Heading down the canal into District 3
It is about 3.15pm when we get to the Nhieu Loc River. The Dien Bien Phu bridge lies inconspicuously across the water; there is nothing remarkable about this place. The city around us is typically Saigon — the people stare as they always do, the pastel buildings bake in the sun and the air is thick and warm.
The Saigon Boat Tour Company manages a series of boat trips and cruises that run for various lengths along the Nhieu Loc — Thi Nghe Canal, passing through four central districts. According to our tour guide, Thuong: “When the water level is low you can watch the fish dance, and when it is high you can see the city around you.”
There seems to be about 10 too many people on the staff here. The pace is slow, no one rushes, and as we sit, a tall man takes two fresh, wet coconuts out of a room and down to the water.
The Nhieu Loc was once known as the Black Canal. During the war, many people from the provinces moved to the city for work, and at the time there was no proper drainage system on Saigon’s rivers, so the canal soon became badly polluted.
“It was named for its smell and its colour,” Thuong says, but as we bob upstream, oared by a stringy young man at the back of the boat, the water is more pleasant green-brown than black. “The government made a new initiative to clean all the river systems here, and the river is beautiful now.”
In 2001 the World Bank’s HCMC Environmental Sanitation Project installed and replaced over 400km of sewers around the city, adding a 9km wastewater interceptor to the canal system. “It was a big project,” Thuong smiles, “and now there is a rubbish boat that comes twice every day.” As she speaks a fresh plastic box of just-nibbled noodles floats past us downstream. It must be hard to keep such a huge stretch of water clean when so many people live around it.
Our boat is low to the water. We sit on a large square seat under a small canopy, equipped with a life jacket and a bright white non la straw hat for each guest. As we move so does the photographer — up and down the craft trying to get the best shot and the best angle. Locals flop their limbs over the railings at the edge of the water and young boys squat close to the bank with fishing rods.
“Fishing is illegal here,” Thuong says. “If the police catch them they take the nets and rods — and the fish.”
As the minutes pass we make a slow trail round a bend in the canal. On our right is a little alley of water, full of stilted slum shacks and makeshift shanties. Who knows how many of the inhabitants are not on the state records. We turn the corner, and another long boat sits in front of us.
Traditional Vietnamese music emanates from its sides and three musicians sit on its deck, playing to each other in impossible Asian modalities. We pull up to their boat and listen for a while, before floating lazily up the river again as the sun slaps the canopy above our heads.

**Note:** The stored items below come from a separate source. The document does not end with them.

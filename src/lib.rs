pub mod adapters;
pub mod app;
pub mod domain;

#[cfg(test)]
mod test_support;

Soon it is time to turn around, and with the wind behind us the journey back is easy. We nudge our way up to the boat house, take our bags and step back onto dry land. It’s almost 4.30pm and rain is in the air. Time to go home.
For more information, click on saigonboat.com or call (08) 3911 8987
The boat leaves from Hoang Sa Park, opposite 1 Hoang Sa, Q1, Ho Chi Minh City. The trip costs VND220,000 per person (minimum of three people, maximum of five) and lasts up to 90 minutes, depending on the tide. The cost of the guide, music and light refreshments is included in the price and boats run daily from 8am to 8pm. Bring sun screen, and book an evening tour for a cooler, more romantic experience.